Ted Cruz suspended his campaign on Wednesday after a humiliating loss in the US state of Indiana, making the billionaire businessman the presumptive Republican candidate, it being mathematically impossible for the remaining candidate, John Kasich, to win the necessary 1237 delegates.
While the prospect of a Trump presidency has spooked world leaders, the consistent findings of America’s big pollsters is that the mouthy billionaire is headed for defeat.
Trump tells us his presidency would shred free trade agreements, deepen US military involvement in the Middle East and force Mexican taxpayers to splash billions of dollars on a 2000-mile wall to block illegal immigrants entering Texas and California.

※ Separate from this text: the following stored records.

//! Public routes: compiled sources, plain files, directory listings, and the
//! cache admin endpoints.

use std::path::{Path, PathBuf};
use std::sync::Arc;

use axum::{
    Json, Router,
    body::Body,
    extract::{Path as UrlPath, State},
    http::{StatusCode, header::CONTENT_TYPE},
    middleware,
    response::{IntoResponse, Response},
    routing::get,
};
use tracing::info;

use crate::{
    application::{
        compile::{CompileQuery, Loader},
        error::{ErrorReport, HttpError},
    },
    cache::{MemoryStore, QueryExecutor, ResponseEnvelope},
    infra::fs::{Resolved, classify, content_type, list_directory, read_file, resolve_request_path},
    presentation::views::{DirectoryEntryView, DirectoryIndexTemplate, render_template_response},
};

use super::{log_responses, set_request_context};

#[derive(Clone)]
pub struct HttpState {
    pub root: Arc<PathBuf>,
    pub compiler: Arc<QueryExecutor<CompileQuery>>,
    pub store: Arc<MemoryStore>,
    pub minify: bool,
}

pub fn build_router(state: HttpState) -> Router {
    Router::new()
        .route("/_cache/list", get(cache_list))
        .route("/_cache/clear", get(cache_clear))
        .route("/_cache/dirty", get(cache_dirty))
        .route("/", get(serve_root))
        .route("/{*path}", get(serve_path))
        .layer(middleware::from_fn(log_responses))
        .layer(middleware::from_fn(set_request_context))
        .with_state(state)
}

async fn serve_root(State(state): State<HttpState>) -> Response {
    serve_request(&state, "").await
}

async fn serve_path(State(state): State<HttpState>, UrlPath(path): UrlPath<String>) -> Response {
    serve_request(&state, &path).await
}

/// Catch-all: preprocessed sources go through the compile cache, everything
/// else is served straight from the root directory. `request_path` is
/// root-relative with no leading slash.
async fn serve_request(state: &HttpState, request_path: &str) -> Response {
    let Some(resolved) = resolve_request_path(&state.root, request_path) else {
        return rejected_response(request_path);
    };

    let loader = Path::new(request_path)
        .extension()
        .and_then(|ext| ext.to_str())
        .and_then(Loader::from_extension);
    if let Some(loader) = loader {
        return compile_response(state, resolved, loader).await;
    }

    match classify(&resolved).await {
        Resolved::File(path) => serve_file(&path).await,
        Resolved::Directory(path) => serve_directory(&path, request_path).await,
        Resolved::Missing => not_found_response(request_path),
    }
}

async fn compile_response(state: &HttpState, path: PathBuf, loader: Loader) -> Response {
    let query = CompileQuery {
        path,
        loader,
        minify: state.minify,
    };
    match state.compiler.execute(&query).await {
        Ok(envelope) => envelope_response(envelope),
        Err(err) => HttpError::from(err).into_response(),
    }
}

fn envelope_response(envelope: ResponseEnvelope) -> Response {
    let mut response = Response::builder().status(envelope.status);
    if let Some(headers) = response.headers_mut() {
        headers.extend(envelope.headers);
    }
    response
        .body(Body::from(envelope.body))
        .unwrap_or_else(|_| StatusCode::INTERNAL_SERVER_ERROR.into_response())
}

async fn serve_file(path: &Path) -> Response {
    match read_file(path).await {
        Ok(bytes) => ([(CONTENT_TYPE, content_type(path).to_string())], bytes).into_response(),
        Err(err) => {
            let mut response = (
                StatusCode::NOT_FOUND,
                format!("the following file was not found:\n\t{}", path.display()),
            )
                .into_response();
            ErrorReport::from_error("infra::http::serve_file", StatusCode::NOT_FOUND, &err)
                .attach(&mut response);
            response
        }
    }
}

async fn serve_directory(path: &Path, request_path: &str) -> Response {
    let index = path.join("index.html");
    if matches!(classify(&index).await, Resolved::File(_)) {
        return serve_file(&index).await;
    }

    let entries = match list_directory(path).await {
        Ok(entries) => entries,
        Err(err) => {
            let mut response = (
                StatusCode::NOT_FOUND,
                format!(
                    "the following directory was not found:\n\t{}",
                    path.display()
                ),
            )
                .into_response();
            ErrorReport::from_error("infra::http::serve_directory", StatusCode::NOT_FOUND, &err)
                .attach(&mut response);
            return response;
        }
    };

    let heading = format!("/{}", request_path.trim_end_matches('/'));
    let base = if heading == "/" { String::new() } else { heading.clone() };
    let template = DirectoryIndexTemplate {
        heading,
        entries: entries
            .into_iter()
            .map(|entry| DirectoryEntryView {
                href: format!("{base}/{}", entry.href),
                label: entry.label,
            })
            .collect(),
    };
    render_template_response(template, StatusCode::OK)
}

async fn cache_list(State(state): State<HttpState>) -> Json<Vec<String>> {
    Json(state.store.keys())
}

async fn cache_clear(State(state): State<HttpState>) -> Json<serde_json::Value> {
    let evicted = state.store.clear();
    info!(evicted, "cleared compile cache");
    Json(serde_json::json!({ "evicted": evicted }))
}

async fn cache_dirty(State(state): State<HttpState>) -> Json<serde_json::Value> {
    let dirtied = state.store.dirty();
    info!(dirtied, "marked compile cache dirty");
    Json(serde_json::json!({ "dirtied": dirtied }))
}

fn not_found_response(request_path: &str) -> Response {
    let mut response = (
        StatusCode::NOT_FOUND,
        format!("the following path was not found:\n\t/{request_path}"),
    )
        .into_response();
    ErrorReport::from_message(
        "infra::http::serve_path",
        StatusCode::NOT_FOUND,
        "path not found",
    )
    .attach(&mut response);
    response
}

fn rejected_response(request_path: &str) -> Response {
    let mut response = StatusCode::NOT_FOUND.into_response();
    ErrorReport::from_message(
        "infra::http::serve_path",
        StatusCode::NOT_FOUND,
        format!("rejected path: /{request_path}"),
    )
    .attach(&mut response);
    response
}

Based on his recent public comments, The Donald would also fill the White House with lots of “beautiful” women and slap a ban on female staff who breastfeed babies.
He says he is prepared to throw open the doors of the White House to some “ugly people” – so long as they have the expertise to execute his policy agenda, which includes deporting Muslims.
It is the average American woman who may defeat him.
Women voters may sink Trump
The main factor working against Trump is public perceptions he is sexist.
Last month he accepted an endorsement from former world boxing champion and convicted rapist Mike Tyson. It was the latest in a series of missteps that have undermined his electability.
A poll conducted by CNN last month found only 34 per cent of American women would support Trump at a national election.
He also faces a backlash from Republican women, with surveys showing that more than one in 10 would vote against him in a race against Clinton.
Trump’s best chance of success might rest in the hands of FBI investigators.
The FBI is continuing to probe whether Clinton breached US security laws when she was Secretary of State in Barack Obama’s first administration by sending official emails from a home computer.
If charges are laid against Clinton before November, Trump might just stroll into power.
Turnout may not equal votes
A popular theory is that Trump may clinch the presidency by convincing more Americans to vote, but public opinion polls contradict this argument.
Because voting is not compulsory in the US, voter turnout is crucial. Republicans hope the higher voter turnouts in their state primaries compared to the Democratic race will feed into electoral advantage in November.
Clinton, who is also on the cusp of defeating party rival Bernie Sanders, has done little to inspire Democrats on the hustings. This is reflected in the declining numbers of party members voting in this year’s nomination race. By contrast, Trump has mobilised millions of voters who previously had not even contemplated voting in the primaries.
But most polls indicate Clinton would comfortably beat Trump in November.
According to US election website realclearpolitics.com, she leads Trump by 46.7 per cent to 40.5 per cent in a head-to-head general election. This is an average for 28 national polls (conducted by Fox News, CNN and others) taken since January this year.
Clinton’s lead is slightly higher for polls taken since the start of April, including a Wall St Journal survey taken on April 28, which had her ahead by 11 percentage points at 50 per cent to 39 per cent.
She also leads in the four key swing states of Florida, Ohio, Minnesota and Virginia, which usually predict the final result.